"Vous qui entrez laissez toute espérance" telle sera la première phrase d'"American Psycho" 6 ans après ce premier roman, premier coup d'éclat en 1985, qui contient en germe toute la fureur et la folie à venir... Une phrase qui répond directement au
"Disparaître ici" que le narrateur et (anti) héros du roman, Clay, ne cesse d'entrevoir sur les immenses panneaux publicitaires qu'il croise sur les routes de LA.
Le livre a connu un immense succès (il s'en vend 50 000 exemplaires la première année) et propulse son auteur, alors âgé de 21 ans, vers la gloire en parallèle de son "jumeau toxique" Jay Mc Inerney qui venait de publier
"Bright lights, Big city" ("Journal d'un oiseau de nuit" en VF), une autre vision de la jeunesse et de la drogue sur la cote Est américaine.

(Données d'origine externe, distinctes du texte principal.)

//! Product Price Predictor - Main Entry Point
//!
//! Loads the model artifacts once, then serves the upload form and
//! `/predict` over HTTP until interrupted.

use anyhow::Result;
use price_predictor::{
    config::AppConfig,
    metrics::{MetricsReporter, ServiceMetrics},
    pipeline::PricePredictor,
    server::{self, AppState},
};
use std::sync::Arc;
use tracing::info;
use tracing_subscriber::EnvFilter;

#[tokio::main]
async fn main() -> Result<()> {
    // Load configuration
    let config = AppConfig::load()?;

    // Initialize logging
    let filter = EnvFilter::from_default_env()
        .add_directive(format!("price_predictor={}", config.logging.level).parse()?);
    if config.logging.format == "json" {
        tracing_subscriber::fmt()
            .json()
            .with_env_filter(filter)
            .init();
    } else {
        tracing_subscriber::fmt().with_env_filter(filter).init();
    }

    info!("Starting Product Price Predictor");
    info!(
        "Configuration loaded: port={}, workers={}, upload limit={} bytes",
        config.server.port, config.pipeline.workers, config.server.max_upload_bytes
    );

    // Load models; any failure here is fatal
    info!("Loading models...");
    let predictor = Arc::new(PricePredictor::from_config(&config)?);
    info!(
        "Models loaded, feature row width {}",
        predictor.feature_width()
    );

    // Initialize metrics
    let metrics = Arc::new(ServiceMetrics::new());
    if config.pipeline.metrics_interval_secs > 0 {
        let reporter = MetricsReporter::new(metrics.clone(), config.pipeline.metrics_interval_secs);
        tokio::spawn(reporter.start());
    }

    let state = AppState::new(predictor, metrics.clone(), &config);
    server::serve(&config, state).await?;

    // Print final summary
    info!("Service shutting down...");
    metrics.print_summary();

    Ok(())
}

"Moins que zéro", un roman de jeunesse sur une certaine jeunesse, celle qui hante la cité des anges qui pourrait être aussi bien rebaptisée "cité des zombies" ("Zombies" étant par ailleurs le titre de l'un de ses recueils de nouvelles). La jeunesse dorée, désœuvrée, désabusée, déboussolée de L.A dans les années 80, les années fric dans l'univers frelaté des fils et des filles des riches producteurs hollywoodiens. Une ambiance et un style de vie "alanguie, décadente et dissolue" (selon ses termes dans Lunar park) qui ne peuvent manquer de rappeler en effet celle du "Maria avec ou sans rien" ("Play it as it lays" en VO) de son idole littéraire Joan Didion. Un portrait violent et subversif où sourde, en continu, une angoisse aussi impalpable qu'effrayante. Une lente et inexorable descente aux enfers, un chaos intérieur, un vertige que l'auteur tente de fixer dans ce décor halluciné.

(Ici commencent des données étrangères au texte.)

//! Walk through issuing, displaying, validating and settling capture lines.
//!
//! Run with `RUST_LOG=debug cargo run --example walkthrough` to see the
//! codec and service logs.
use capture_line::{
    CaptureConfig, Codec, LineRequest,
    line::{breakdown, decode, format_display},
    service::LineService,
    store::SledStore,
};
use chrono::Utc;
use std::sync::Arc;
use tracing_subscriber::EnvFilter;

fn main() -> anyhow::Result<()> {
    tracing_subscriber::fmt()
        .with_env_filter(EnvFilter::try_from_default_env().unwrap_or_else(|_| EnvFilter::new("info")))
        .with_target(false)
        .init();

    let config = CaptureConfig::from_env()?;
    let codec = Codec::new(config.clone());
    let mut rng = rand::thread_rng();

    // traffic fine against a licence plate
    let request = LineRequest::new()
        .set_entity("09")
        .set_concept("01")
        .set_reference("12345678")
        .set_amount(1500.00)
        .set_validity_days(15);
    let line = codec.encode(&request, Utc::now(), &mut rng)?;

    println!("raw:       {line}");
    println!("formatted: {}", line.formatted());
    if let Some(parts) = breakdown(line.as_str()) {
        println!("entity:    {} ({})", parts.entity, config.entity_name(&parts.entity).unwrap_or("?"));
        println!("concept:   {} ({})", parts.concept, config.concept_name(&parts.concept).unwrap_or("?"));
        println!("reference: {}", parts.reference);
        println!("amount:    ${:.2} ({} cents)", parts.amount, parts.amount_cents);
        match parts.validity_date {
            Some(date) => println!("validity:  {} ({date})", parts.validity),
            None => println!("validity:  {}", parts.validity),
        }
        println!("check:     {}", parts.check_digit);
    }

    let tampered = format!("{}{}", line.base(), (line.check_digit() + 1) % 10);
    match decode(&tampered) {
        Ok(_) => println!("{} unexpectedly valid", format_display(&tampered)),
        Err(err) => println!("{} rejected: {err}", format_display(&tampered)),
    }

    // the same flow against a throwaway ledger
    let temp_dir = tempfile::tempdir()?;
    let db = Arc::new(sled::open(temp_dir.path().join("walkthrough.db"))?);
    let service = LineService::new(SledStore::new(db)?, config);

    let issued = service.issue(LineRequest::new().set_reference("ABC-123").set_amount(2500.50), None)?;
    println!("issued {} expiring {}", format_display(&issued.code), issued.expires_on());

    service.validate_for_payment(&issued.code)?;
    let used = service.mark_used(&issued.code, Some("SPEI-000123".into()), Some("BBVA".into()))?;
    println!("{} is now {}", used.code, used.state);

    if let Err(err) = service.mark_used(&issued.code, None, None) {
        println!("second payment refused: {err}");
    }

    let batch = service.issue_batch(Some(5), 0.0)?;
    println!("pre-generated {} lines, {} available", batch.len(), service.list_available(None)?.len());

    Ok(())
}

Bien plus qu'un simple roman "trash", "sex, drug and rock" comme on l'a trop souvent vite étiqueté, "Moins que zéro" (titre inspiré par le titre du 1er 45 tours de Elvis Costello, dont le poster orne la chambre du héros) est un traité du désespoir, une fuite en avant existentielle face à un ennui mortel au sens littéral du terme...
Un premier roman âpre, brut et oppressant. Comme un orage qui gronde et qui refuse d'éclater.